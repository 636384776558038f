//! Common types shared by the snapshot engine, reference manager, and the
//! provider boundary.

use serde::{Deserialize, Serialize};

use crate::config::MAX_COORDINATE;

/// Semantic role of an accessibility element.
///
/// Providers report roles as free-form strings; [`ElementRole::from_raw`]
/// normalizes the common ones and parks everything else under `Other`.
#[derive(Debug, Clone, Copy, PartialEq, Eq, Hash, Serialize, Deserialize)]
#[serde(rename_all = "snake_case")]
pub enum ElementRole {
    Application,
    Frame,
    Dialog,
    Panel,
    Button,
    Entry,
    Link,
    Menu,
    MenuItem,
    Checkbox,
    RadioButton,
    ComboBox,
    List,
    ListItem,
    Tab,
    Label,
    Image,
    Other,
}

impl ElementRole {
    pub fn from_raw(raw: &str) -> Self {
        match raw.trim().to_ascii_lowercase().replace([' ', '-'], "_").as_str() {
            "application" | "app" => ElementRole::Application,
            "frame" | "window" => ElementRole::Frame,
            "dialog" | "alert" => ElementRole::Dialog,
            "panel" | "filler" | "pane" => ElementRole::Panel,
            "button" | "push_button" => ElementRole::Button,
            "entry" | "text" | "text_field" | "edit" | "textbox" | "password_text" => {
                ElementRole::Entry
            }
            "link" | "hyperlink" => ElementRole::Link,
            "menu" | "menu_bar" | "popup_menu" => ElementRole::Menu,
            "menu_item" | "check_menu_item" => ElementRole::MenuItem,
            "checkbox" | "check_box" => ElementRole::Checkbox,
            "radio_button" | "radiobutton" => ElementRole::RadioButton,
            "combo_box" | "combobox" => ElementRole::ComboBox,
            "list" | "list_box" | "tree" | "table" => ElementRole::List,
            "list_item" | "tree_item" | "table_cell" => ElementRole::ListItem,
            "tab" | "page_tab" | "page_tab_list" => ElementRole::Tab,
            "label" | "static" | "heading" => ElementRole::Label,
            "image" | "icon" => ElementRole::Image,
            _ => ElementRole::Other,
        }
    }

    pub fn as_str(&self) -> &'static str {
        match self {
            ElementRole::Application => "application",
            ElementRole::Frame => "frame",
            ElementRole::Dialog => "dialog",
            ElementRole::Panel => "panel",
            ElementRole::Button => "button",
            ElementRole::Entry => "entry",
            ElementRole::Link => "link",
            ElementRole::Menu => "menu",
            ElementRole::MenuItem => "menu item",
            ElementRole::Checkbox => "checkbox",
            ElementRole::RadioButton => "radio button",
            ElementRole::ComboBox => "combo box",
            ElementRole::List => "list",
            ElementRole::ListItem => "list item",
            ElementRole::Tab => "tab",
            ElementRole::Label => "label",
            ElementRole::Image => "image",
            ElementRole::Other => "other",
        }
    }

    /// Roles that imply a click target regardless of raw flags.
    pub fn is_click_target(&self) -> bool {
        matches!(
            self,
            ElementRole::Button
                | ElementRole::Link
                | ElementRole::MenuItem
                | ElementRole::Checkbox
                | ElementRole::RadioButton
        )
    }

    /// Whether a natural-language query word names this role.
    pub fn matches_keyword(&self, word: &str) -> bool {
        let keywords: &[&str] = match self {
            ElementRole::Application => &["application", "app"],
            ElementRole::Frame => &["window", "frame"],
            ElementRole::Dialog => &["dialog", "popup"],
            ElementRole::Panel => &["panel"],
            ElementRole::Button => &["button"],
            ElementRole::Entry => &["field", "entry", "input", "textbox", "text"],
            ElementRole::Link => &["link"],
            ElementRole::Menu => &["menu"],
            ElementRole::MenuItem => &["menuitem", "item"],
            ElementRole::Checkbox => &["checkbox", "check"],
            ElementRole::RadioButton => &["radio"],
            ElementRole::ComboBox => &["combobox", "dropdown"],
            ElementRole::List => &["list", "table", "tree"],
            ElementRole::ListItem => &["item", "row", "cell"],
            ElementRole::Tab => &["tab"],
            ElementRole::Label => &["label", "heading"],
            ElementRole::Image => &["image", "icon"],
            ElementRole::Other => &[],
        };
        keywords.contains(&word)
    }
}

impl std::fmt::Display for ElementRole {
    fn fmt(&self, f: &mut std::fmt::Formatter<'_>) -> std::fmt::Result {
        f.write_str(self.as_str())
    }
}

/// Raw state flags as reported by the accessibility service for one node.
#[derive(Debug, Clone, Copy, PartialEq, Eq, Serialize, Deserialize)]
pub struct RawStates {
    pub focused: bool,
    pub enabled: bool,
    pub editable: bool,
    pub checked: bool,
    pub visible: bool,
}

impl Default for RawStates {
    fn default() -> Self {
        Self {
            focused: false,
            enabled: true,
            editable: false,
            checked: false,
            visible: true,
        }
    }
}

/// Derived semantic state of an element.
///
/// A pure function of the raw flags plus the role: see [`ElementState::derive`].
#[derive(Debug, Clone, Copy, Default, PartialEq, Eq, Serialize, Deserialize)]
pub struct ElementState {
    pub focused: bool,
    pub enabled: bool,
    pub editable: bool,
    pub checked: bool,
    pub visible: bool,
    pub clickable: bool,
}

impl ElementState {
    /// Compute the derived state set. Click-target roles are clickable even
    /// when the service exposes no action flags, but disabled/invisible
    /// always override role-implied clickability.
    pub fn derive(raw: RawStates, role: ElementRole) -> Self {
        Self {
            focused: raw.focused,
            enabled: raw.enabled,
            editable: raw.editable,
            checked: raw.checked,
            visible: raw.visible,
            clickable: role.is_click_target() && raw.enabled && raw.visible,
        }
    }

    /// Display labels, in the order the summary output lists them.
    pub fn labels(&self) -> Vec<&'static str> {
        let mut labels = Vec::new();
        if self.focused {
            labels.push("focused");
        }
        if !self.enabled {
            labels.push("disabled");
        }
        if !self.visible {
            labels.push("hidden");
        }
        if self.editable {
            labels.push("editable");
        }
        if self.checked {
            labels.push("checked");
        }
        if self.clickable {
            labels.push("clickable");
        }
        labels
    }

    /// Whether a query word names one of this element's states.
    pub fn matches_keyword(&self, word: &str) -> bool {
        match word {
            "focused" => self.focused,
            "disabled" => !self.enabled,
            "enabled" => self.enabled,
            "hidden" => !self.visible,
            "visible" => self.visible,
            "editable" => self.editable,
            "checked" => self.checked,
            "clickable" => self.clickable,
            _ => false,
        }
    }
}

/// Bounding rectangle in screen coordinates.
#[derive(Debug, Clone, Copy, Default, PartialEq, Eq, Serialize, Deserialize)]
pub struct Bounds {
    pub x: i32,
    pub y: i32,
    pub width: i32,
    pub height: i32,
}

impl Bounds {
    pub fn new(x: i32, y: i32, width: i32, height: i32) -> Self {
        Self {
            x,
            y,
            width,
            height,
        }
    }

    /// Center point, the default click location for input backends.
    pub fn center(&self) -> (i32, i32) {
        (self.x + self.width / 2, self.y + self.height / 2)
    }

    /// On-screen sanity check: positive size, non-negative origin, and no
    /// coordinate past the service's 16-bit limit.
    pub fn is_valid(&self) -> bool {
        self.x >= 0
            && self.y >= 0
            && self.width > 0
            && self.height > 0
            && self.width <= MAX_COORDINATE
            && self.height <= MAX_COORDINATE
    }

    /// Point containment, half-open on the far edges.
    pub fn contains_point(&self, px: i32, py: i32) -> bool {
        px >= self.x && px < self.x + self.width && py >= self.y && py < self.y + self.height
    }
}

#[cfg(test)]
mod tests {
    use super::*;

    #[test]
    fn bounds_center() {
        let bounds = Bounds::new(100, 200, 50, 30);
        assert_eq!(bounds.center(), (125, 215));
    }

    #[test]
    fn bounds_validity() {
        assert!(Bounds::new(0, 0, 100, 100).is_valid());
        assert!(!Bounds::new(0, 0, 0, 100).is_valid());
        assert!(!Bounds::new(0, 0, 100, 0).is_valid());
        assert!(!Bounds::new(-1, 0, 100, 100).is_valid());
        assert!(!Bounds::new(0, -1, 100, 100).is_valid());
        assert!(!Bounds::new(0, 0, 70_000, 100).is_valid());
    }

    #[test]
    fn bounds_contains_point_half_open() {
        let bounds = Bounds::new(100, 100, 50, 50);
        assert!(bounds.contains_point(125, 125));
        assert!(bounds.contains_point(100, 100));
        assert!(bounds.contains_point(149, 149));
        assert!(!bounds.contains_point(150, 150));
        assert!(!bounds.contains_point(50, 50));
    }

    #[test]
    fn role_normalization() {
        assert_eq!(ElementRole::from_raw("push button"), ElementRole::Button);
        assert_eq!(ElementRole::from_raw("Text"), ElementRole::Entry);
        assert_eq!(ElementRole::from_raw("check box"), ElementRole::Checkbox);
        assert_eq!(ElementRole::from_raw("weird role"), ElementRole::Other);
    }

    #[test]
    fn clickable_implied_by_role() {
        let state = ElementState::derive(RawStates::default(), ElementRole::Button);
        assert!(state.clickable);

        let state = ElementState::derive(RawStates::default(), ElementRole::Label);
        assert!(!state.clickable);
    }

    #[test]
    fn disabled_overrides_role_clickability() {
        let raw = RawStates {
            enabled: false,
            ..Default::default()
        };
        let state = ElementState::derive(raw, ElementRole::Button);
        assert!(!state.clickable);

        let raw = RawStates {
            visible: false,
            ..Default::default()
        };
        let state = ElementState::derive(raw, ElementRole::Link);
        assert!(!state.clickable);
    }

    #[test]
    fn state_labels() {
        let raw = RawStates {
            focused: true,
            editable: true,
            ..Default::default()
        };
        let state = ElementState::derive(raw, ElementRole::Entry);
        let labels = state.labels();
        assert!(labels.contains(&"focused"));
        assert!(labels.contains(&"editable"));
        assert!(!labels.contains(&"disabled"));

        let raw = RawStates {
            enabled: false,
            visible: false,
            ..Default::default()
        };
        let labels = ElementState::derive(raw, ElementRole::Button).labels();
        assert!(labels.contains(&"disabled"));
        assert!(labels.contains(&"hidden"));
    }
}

---

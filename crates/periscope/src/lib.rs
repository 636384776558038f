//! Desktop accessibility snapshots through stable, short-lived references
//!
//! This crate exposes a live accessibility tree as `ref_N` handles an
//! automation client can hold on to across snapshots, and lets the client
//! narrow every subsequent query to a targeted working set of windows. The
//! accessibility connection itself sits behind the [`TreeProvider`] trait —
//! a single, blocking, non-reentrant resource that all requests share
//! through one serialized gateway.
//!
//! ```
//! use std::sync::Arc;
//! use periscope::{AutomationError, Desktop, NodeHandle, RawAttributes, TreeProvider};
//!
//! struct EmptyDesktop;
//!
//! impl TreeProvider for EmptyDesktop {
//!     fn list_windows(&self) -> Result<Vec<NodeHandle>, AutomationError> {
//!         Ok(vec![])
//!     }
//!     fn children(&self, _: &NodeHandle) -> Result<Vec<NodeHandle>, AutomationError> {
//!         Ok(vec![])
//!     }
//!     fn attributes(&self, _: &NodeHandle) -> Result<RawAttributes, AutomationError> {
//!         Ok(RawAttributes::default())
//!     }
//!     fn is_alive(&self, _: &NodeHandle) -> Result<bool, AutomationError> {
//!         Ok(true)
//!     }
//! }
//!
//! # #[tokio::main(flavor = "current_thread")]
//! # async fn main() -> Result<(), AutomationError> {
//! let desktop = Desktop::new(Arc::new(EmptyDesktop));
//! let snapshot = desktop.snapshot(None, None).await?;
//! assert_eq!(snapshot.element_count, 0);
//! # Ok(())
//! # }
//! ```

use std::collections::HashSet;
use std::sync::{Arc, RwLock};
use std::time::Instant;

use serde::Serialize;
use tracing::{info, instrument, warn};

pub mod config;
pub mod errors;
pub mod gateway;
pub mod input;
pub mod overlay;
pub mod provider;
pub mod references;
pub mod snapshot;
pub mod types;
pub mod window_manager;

---

* _What you need to do_:
Copy out every line of the material above that contains the string "exposes".

* _Finished exercise_:
    /// when the service exposes no action flags, but disabled/invisible
//! This crate exposes a live accessibility tree as `ref_N` handles an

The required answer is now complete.